We first disrupted DNA synthesis in a synchronized population of wild-type swarmer cells with hydroxyurea (HU) or mitomycin C (MMC). Treatment with these drugs blocks chromosome replication, although swarmer cells continue to grow and differentiate into stalked cells (Degnen and Newton, 1972). Treated and untreated swarmer cells were permitted to develop into predivisional cells. We then quantified polyP granule position in the three groups by measuring the distance between the center of each granule to the stalked pole in TEM micrographs. The majority of untreated cells possess two polyP granules at quarter-cell positions, which is consistent with our DAPI fluorescence results (Figure 5, A and B). HU- and MMC-treated cells are generally defective in production of a second granule, and the positioning of the initial granule is disrupted. Despite the fact that treated and untreated cells grow to similar lengths, polyP granules did not regularly segregate into the mother and daughter cell compartments in treated cells. MMC, which cross-links DNA strands (Tomasz, 1995), caused granules to remain near mid-cell. HU treatment, which inhibits ribonucleotide reductase (Sinha and Snustad, 1972), left most cells with a single, randomly positioned granule that could occupy unusual positions such as extreme polar regions.

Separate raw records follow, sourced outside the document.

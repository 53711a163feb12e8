//! `auth_saml_provider` access.

use anyhow::Context;
use sqlx::{Row, postgres::PgRow};
use tracing::Instrument;

use super::authn_request::{self, IdpEndpoint};
use super::cursor::PgCursor;
use crate::saml::{
    AuthRequestArtifact, BoxFuture, ModelError, Provider, ProviderFilter, ProviderId,
    ProviderModel, RelayState,
};

const PROVIDER_COLUMNS: &str = "id, name, enabled, css_class, body, sequence";

fn provider_from_row(row: &PgRow) -> Provider {
    Provider {
        id: ProviderId(row.get("id")),
        name: row.get("name"),
        enabled: row.get("enabled"),
        css_class: row.get("css_class"),
        body: row.get("body"),
        sequence: row.get("sequence"),
    }
}

impl PgCursor {
    /// The IdP entity id that must issue assertions for `provider_id`.
    pub(super) async fn idp_entity_id(
        &mut self,
        provider_id: ProviderId,
    ) -> anyhow::Result<Option<String>> {
        let query = "SELECT idp_entity_id FROM auth_saml_provider WHERE id = $1 AND enabled";
        let span = tracing::info_span!(
            "db.query",
            db.system = "postgresql",
            db.operation = "SELECT",
            db.statement = query
        );
        let row = sqlx::query(query)
            .bind(provider_id.0)
            .fetch_optional(&mut *self.tx)
            .instrument(span)
            .await
            .context("failed to lookup provider issuer")?;

        Ok(row.map(|row| row.get("idp_entity_id")))
    }
}

impl ProviderModel for PgCursor {
    fn get_auth_request<'a>(
        &'a mut self,
        provider_id: ProviderId,
        state: &'a RelayState,
    ) -> BoxFuture<'a, Result<AuthRequestArtifact, ModelError>> {
        Box::pin(async move {
            let query = r"
                SELECT idp_sso_url, sp_entity_id, sp_acs_url, name_id_format
                FROM auth_saml_provider
                WHERE id = $1 AND enabled
            ";
            let span = tracing::info_span!(
                "db.query",
                db.system = "postgresql",
                db.operation = "SELECT",
                db.statement = query
            );
            let row = sqlx::query(query)
                .bind(provider_id.0)
                .fetch_optional(&mut *self.tx)
                .instrument(span)
                .await
                .context("failed to load provider endpoint")?
                .ok_or(ModelError::NotFound(provider_id))?;

            let endpoint = IdpEndpoint {
                sso_url: row.get("idp_sso_url"),
                sp_entity_id: row.get("sp_entity_id"),
                acs_url: row.get("sp_acs_url"),
                name_id_format: row.get("name_id_format"),
            };

            let url = authn_request::redirect_url(&endpoint, state)?;
            Ok(AuthRequestArtifact::new(url))
        })
    }

    fn search_read<'a>(
        &'a mut self,
        filter: &'a ProviderFilter,
    ) -> BoxFuture<'a, Result<Vec<Provider>, ModelError>> {
        Box::pin(async move {
            let query = format!(
                "SELECT {PROVIDER_COLUMNS} FROM auth_saml_provider \
                 WHERE ($1::boolean IS NULL OR enabled = $1) ORDER BY sequence, id"
            );
            let span = tracing::info_span!(
                "db.query",
                db.system = "postgresql",
                db.operation = "SELECT",
                db.statement = %query
            );
            let rows = sqlx::query(&query)
                .bind(filter.enabled)
                .fetch_all(&mut *self.tx)
                .instrument(span)
                .await
                .context("failed to list providers")?;

            Ok(rows.iter().map(provider_from_row).collect())
        })
    }

    fn read(
        &mut self,
        provider_id: ProviderId,
    ) -> BoxFuture<'_, Result<Option<Provider>, ModelError>> {
        Box::pin(async move {
            let query = format!("SELECT {PROVIDER_COLUMNS} FROM auth_saml_provider WHERE id = $1");
            let span = tracing::info_span!(
                "db.query",
                db.system = "postgresql",
                db.operation = "SELECT",
                db.statement = %query
            );
            let row = sqlx::query(&query)
                .bind(provider_id.0)
                .fetch_optional(&mut *self.tx)
                .instrument(span)
                .await
                .context("failed to read provider")?;

            Ok(row.as_ref().map(provider_from_row))
        })
    }
}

We repeated our polyP analysis using DAPI staining and fluorescence microscopy in a C. crescentus strain containing a temperature-sensitive allele of holB, the δ′ subunit of DNA polymerase (Quardokus and Brun, 2002). When shifted to the restrictive temperature of 37°C, DNA synthesis is blocked in this strain (Osley and Newton, 1977). Consistent with our previous findings, granule localization is disrupted in these strains at the restrictive temperature but not in WT cells grown at the same temperature (Figure 5C). Thus we conclude that chromosome replication governs the transition from the one- to two-granule state and that the mechanism by which DNA synthesis is perturbed has specific consequences for the localization of the initial granule.

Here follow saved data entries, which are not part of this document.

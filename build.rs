fn main() {
    if let Err(err) = built::write_built_file() {
        panic!("Failed to acquire build-time information: {err}");
    }
}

Chromosome segregation governs polyP granule number and subcellular address
Blockade of DNA synthesis necessarily prevents chromosome segregation from mother to daughter. Thus experiments that inhibit new DNA synthesis cannot differentiate the effects of chromosome replication from chromosome segregation on polyP synthesis and localization. We hypothesized that segregation of the new chromosome to the nascent daughter cell determines localization of Ppk1/polyP to the quarter-cell positions. To test this hypothesis, we disrupted the parAB partitioning system, which is required for C. crescentus chromosome segregation (Ptacin et al., 2010). ParA forms filaments that guide the newly synthesized chromosome into the nascent daughter compartment. We expressed a dominant-negative parA(K20R) allele, which permits chromosome replication but blocks segregation (Toro et al., 2008; Supplemental Figure S3). As with blocked replication, we observe that blocked segregation disrupts polyP granule positioning. Rather than two granules per predivisional cell, each at quarter-position, we commonly observe cells with a single, randomly positioned granule in the strain expressing parA(K20R) (Figure 5D and Supplemental Figure S3). Control expression of the wild-type parA allele from an ectopic locus does not affect granule synthesis or positioning. Venus-Ppk1 continues to colocalize with polyP granules in both strains (Supplemental Figure S3).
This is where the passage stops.